### [What is expected]
Find how many lines below mention "TransactionProcessor". Nothing but the number is needed.

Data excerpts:
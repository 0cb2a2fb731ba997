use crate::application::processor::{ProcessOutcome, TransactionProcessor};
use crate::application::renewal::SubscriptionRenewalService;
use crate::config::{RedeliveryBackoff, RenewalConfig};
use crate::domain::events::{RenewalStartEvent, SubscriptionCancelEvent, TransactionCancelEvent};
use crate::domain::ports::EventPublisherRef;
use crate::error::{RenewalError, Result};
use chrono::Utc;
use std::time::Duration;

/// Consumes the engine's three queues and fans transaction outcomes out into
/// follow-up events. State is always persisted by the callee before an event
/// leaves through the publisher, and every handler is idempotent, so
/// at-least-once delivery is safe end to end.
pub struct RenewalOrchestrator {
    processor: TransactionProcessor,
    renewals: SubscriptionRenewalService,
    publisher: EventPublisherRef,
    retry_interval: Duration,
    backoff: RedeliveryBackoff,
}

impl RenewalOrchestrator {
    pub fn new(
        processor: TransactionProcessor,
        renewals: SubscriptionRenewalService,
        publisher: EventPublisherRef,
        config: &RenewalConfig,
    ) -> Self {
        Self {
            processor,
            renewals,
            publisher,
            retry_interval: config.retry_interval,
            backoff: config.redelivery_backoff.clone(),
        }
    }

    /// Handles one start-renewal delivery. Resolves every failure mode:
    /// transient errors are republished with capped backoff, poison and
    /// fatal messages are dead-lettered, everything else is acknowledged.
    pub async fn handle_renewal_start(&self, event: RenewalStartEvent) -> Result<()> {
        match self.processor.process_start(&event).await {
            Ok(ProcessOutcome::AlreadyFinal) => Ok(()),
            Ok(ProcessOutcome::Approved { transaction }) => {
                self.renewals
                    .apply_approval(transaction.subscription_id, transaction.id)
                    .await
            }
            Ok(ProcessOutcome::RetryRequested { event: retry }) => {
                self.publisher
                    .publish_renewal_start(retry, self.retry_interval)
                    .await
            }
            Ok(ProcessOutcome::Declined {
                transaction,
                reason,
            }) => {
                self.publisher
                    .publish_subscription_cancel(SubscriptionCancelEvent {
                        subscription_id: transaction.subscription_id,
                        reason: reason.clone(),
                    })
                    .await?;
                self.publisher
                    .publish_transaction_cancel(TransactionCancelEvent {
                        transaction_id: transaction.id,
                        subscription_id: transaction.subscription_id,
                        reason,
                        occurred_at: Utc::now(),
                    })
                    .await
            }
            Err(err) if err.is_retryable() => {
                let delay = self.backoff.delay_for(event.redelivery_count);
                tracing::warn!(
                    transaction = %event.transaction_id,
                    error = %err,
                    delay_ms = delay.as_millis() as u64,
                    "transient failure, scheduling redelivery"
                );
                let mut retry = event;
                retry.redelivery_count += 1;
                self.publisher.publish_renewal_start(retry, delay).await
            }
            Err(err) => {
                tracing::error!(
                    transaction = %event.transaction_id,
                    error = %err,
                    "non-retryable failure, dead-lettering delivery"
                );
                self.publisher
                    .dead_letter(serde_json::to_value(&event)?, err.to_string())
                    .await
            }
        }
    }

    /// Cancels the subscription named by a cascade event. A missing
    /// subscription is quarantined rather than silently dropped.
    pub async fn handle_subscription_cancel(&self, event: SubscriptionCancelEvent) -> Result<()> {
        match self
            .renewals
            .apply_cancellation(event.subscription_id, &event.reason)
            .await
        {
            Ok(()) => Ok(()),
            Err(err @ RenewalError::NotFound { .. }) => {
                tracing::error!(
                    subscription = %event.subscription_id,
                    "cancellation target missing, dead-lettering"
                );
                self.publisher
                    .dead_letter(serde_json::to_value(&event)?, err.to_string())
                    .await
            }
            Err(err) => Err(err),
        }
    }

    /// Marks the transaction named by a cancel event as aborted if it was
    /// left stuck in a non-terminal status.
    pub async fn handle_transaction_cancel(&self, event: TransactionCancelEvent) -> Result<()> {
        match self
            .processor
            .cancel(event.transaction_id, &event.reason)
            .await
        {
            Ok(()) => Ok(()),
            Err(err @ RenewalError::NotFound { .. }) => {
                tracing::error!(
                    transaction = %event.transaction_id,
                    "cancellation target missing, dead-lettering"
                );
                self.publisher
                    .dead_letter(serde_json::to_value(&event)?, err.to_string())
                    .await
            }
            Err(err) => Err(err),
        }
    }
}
==
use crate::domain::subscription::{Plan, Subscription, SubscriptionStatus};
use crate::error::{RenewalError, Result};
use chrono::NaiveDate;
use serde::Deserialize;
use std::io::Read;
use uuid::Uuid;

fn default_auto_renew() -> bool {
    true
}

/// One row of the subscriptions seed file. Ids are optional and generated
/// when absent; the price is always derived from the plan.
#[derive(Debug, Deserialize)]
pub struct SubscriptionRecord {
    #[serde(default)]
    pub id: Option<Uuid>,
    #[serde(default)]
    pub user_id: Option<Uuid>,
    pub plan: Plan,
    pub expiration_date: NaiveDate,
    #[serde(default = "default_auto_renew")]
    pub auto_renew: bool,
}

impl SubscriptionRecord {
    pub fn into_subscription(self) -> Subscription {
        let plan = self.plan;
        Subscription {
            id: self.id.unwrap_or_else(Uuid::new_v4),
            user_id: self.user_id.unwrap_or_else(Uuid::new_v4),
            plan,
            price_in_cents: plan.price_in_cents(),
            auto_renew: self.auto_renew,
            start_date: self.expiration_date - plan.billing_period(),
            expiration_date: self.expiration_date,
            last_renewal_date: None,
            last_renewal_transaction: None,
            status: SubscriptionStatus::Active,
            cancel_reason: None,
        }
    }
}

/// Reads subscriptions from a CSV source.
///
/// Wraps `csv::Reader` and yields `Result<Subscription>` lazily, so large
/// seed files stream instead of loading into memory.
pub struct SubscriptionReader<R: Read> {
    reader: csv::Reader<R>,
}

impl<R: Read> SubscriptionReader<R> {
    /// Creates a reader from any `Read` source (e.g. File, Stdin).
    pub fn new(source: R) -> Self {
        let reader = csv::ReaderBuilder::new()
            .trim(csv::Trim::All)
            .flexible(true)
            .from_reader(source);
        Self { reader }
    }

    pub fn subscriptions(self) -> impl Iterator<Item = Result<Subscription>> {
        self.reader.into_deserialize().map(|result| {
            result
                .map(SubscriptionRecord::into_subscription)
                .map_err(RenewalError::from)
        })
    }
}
...
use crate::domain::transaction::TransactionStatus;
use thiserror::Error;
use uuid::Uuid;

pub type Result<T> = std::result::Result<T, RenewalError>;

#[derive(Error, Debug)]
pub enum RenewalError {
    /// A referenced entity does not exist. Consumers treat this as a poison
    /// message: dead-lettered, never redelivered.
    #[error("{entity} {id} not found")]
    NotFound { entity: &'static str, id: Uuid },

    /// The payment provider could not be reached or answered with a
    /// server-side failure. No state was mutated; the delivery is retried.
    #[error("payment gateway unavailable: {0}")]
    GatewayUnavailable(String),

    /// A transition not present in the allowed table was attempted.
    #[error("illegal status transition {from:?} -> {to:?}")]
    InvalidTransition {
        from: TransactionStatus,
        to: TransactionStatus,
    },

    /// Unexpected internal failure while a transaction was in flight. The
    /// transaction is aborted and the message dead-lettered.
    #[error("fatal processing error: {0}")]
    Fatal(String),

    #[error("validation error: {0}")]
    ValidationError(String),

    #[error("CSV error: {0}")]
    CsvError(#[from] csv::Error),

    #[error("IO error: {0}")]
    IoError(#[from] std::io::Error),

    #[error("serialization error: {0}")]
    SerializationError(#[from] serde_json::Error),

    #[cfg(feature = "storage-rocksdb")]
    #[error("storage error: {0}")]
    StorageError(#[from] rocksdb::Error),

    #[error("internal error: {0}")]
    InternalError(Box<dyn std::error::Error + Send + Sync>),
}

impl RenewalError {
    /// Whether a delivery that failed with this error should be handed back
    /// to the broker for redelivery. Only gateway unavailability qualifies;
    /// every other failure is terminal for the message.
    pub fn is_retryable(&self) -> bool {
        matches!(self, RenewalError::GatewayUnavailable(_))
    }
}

### [Exercise response]
3